Digital power IC combines power conversion and management
By Margery Conner, Technical Editor -- 10/11/2005
Going head-to-head with offerings from Texas Instruments and Silicon Labs, new-kid-on-the-block Zilker Labs has introduced the ZL2005, a digital-power-control IC that combines power-conversion functions with power-management capabilities.
Power-conversion functions generally consist of taking a higher voltage to a lower voltage, while power management comprises such decisions as how fast power supplies turn on and in what sequence, as well as housekeeping chores such as what happens when a supply gets too hot.
Jim Templeton, Zilker Labs founder and vice president of marketing, contrasted Zilker's approach with competing products: "The industry treats conversion and management as two separate issues, because there's this mindset that power conversion needs to be an analog function, and power management is better as a digital function." (For more information on digital power, see A bit-o'-power: digitally controlled power conversion.)
Zilker's approach attempts to unify power conversion and management, according to Chris Ambarian, senior analyst for power-management semiconductors with iSuppli. "[Zilker] put them on the same chip with no—or very little—mixed signal," he said. "They're just using some really tricky techniques to use the same chip technology [for both functions]."
Templeton claims that whereas other chips run at 1W or higher, the ZL2005 runs at under 200 mW. "We don't use a high-speed, high-resolution ADC [analog-to-digital converter], and rather than a programmable processor or DSP, the ZL2005 uses a hardwired digital filter in there," he said. "So the chip runs at a much lower current and therefore uses much lower power." The chip's power thriftiness allowed Zilker to incorporate the switching components' drivers.

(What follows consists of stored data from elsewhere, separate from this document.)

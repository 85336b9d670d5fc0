use redis::aio::ConnectionManager;
use redis::{Client, RedisResult};

use crate::config::Config;

#[derive(Clone)]
pub struct Cache {
    conn: ConnectionManager,
    prefix: String,
}

impl Cache {
    pub async fn new(config: &Config) -> RedisResult<Self> {
        let client = Client::open(config.redis_url())?;
        let conn = ConnectionManager::new(client).await?;
        Ok(Self {
            conn,
            prefix: config.redis.key_prefix.clone(),
        })
    }

    fn key(&self, k: &str) -> String {
        format!("{}{}", self.prefix, k)
    }

    /// Counts one hit against a fixed window and returns the hit count so far.
    ///
    /// The window key is created with its expiry and incremented inside one
    /// MULTI/EXEC, so concurrent callers never lose an increment and the
    /// expiry is only set when the window opens.
    pub async fn hit_window(&self, key: &str, window_secs: u64) -> RedisResult<u64> {
        let mut conn = self.conn.clone();
        let k = self.key(key);
        let (count,): (u64,) = redis::pipe()
            .atomic()
            .cmd("SET")
            .arg(&k)
            .arg(0)
            .arg("EX")
            .arg(window_secs)
            .arg("NX")
            .ignore()
            .cmd("INCR")
            .arg(&k)
            .query_async(&mut conn)
            .await?;
        Ok(count)
    }

    pub async fn health_check(&self) -> bool {
        let mut conn = self.conn.clone();
        redis::cmd("PING")
            .query_async::<_, String>(&mut conn)
            .await
            .is_ok()
    }
}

The chip requires only a single voltage, which can be derived from the intermediate bus voltage, and can range from 3 to 14V with the output ranging from 0.6 to 5V.Because there's no processor or DSP, the device requires no programming on the part of the user. An engineer can configure the ZL2005 via pin-strap connections, resistor selection, or through the device's on-board serial port using the industry standard PMBus command set, although the chip can also operate stand-alone from the new power-control bus.
Zilker realized that difficulty of use was going to be a major impediment to the widespread adoption of digital power, Templeton said. " If you're asking the analog power designer to learn how to do digital software development, you're adding a tremendous amount of cycle time in the learning curve," he said. "With this IC, users take a resistor divider, do the compensation [to select the input and output voltages], and they've got a power supply. They don't need a GUI and they don't need to write code."

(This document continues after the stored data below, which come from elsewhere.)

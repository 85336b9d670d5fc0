use axum::{
    middleware as axum_mw,
    routing::{get, patch, post},
    Router,
};
use http::{header, HeaderValue, Method};
use std::sync::Arc;
use std::time::Duration;
use tower::ServiceBuilder;
use tower_http::compression::CompressionLayer;
use tower_http::cors::{Any, CorsLayer};
use tower_http::timeout::TimeoutLayer;
use tower_http::trace::TraceLayer;

pub mod cache;
pub mod config;
pub mod db;
pub mod error;
pub mod middleware;
pub mod models;
pub mod routes;
pub mod services;
pub mod store;

use cache::Cache;
use config::Config;
use middleware::rate_limit::RateLimiter;
use services::steam_client::CatalogClient;
use store::LibraryStore;

#[derive(Clone)]
pub struct AppState {
    pub store: Arc<dyn LibraryStore>,
    pub cache: Option<Cache>,
    pub config: Arc<Config>,
    pub steam: Option<Arc<dyn CatalogClient>>,
    pub rate_limiter: RateLimiter,
}

fn cors_layer(origins: &[String]) -> CorsLayer {
    let cors = CorsLayer::new()
        .allow_methods([Method::GET, Method::POST, Method::PATCH, Method::DELETE])
        .allow_headers([header::AUTHORIZATION, header::CONTENT_TYPE]);

    if origins.iter().any(|o| o == "*") {
        return cors.allow_origin(Any);
    }
    let origins: Vec<HeaderValue> = origins
        .iter()
        .filter_map(|o| HeaderValue::from_str(o).ok())
        .collect();
    cors.allow_origin(origins)
}

pub fn build_router(state: AppState) -> Router {
    let steam_routes = Router::new()
        .route(
            "/connect",
            post(routes::steam::connect).delete(routes::steam::disconnect),
        )
        .route("/status", get(routes::steam::status))
        .route("/sync", post(routes::steam::sync))
        .route("/games", get(routes::imported_games::list))
        .route(
            "/games/:id",
            patch(routes::imported_games::patch).delete(routes::imported_games::dismiss),
        )
        .layer(axum_mw::from_fn_with_state(
            state.clone(),
            middleware::auth::authenticate,
        ));

    let api = Router::new().nest("/steam", steam_routes);

    let timeout = Duration::from_secs(state.config.request_timeout_secs);
    let cors = cors_layer(&state.config.cors_origins);

    Router::new()
        .nest("/api/v1", api)
        .route("/health", get(routes::health::health))
        .layer(
            ServiceBuilder::new()
                .layer(TraceLayer::new_for_http())
                .layer(TimeoutLayer::new(timeout))
                .layer(CompressionLayer::new())
                .layer(cors),
        )
        .with_state(state)
}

iSuppli's Ambarian concurs: "Zilker has had the insight to take software more out of the question. One of the things that really daunts designers in looking at digitalized power is that [most are not software engineers]. That's a legitimate concern, because even software engineers mess up software. [Zilker] is just taking care of them."
The ZL2005 comes in a 6×6-mm, 36-lead MLF (micro lead frame) package. Pricing starts at US$4.25 (1000). The company also offers an evaluation kit, the ZL2005EV-1.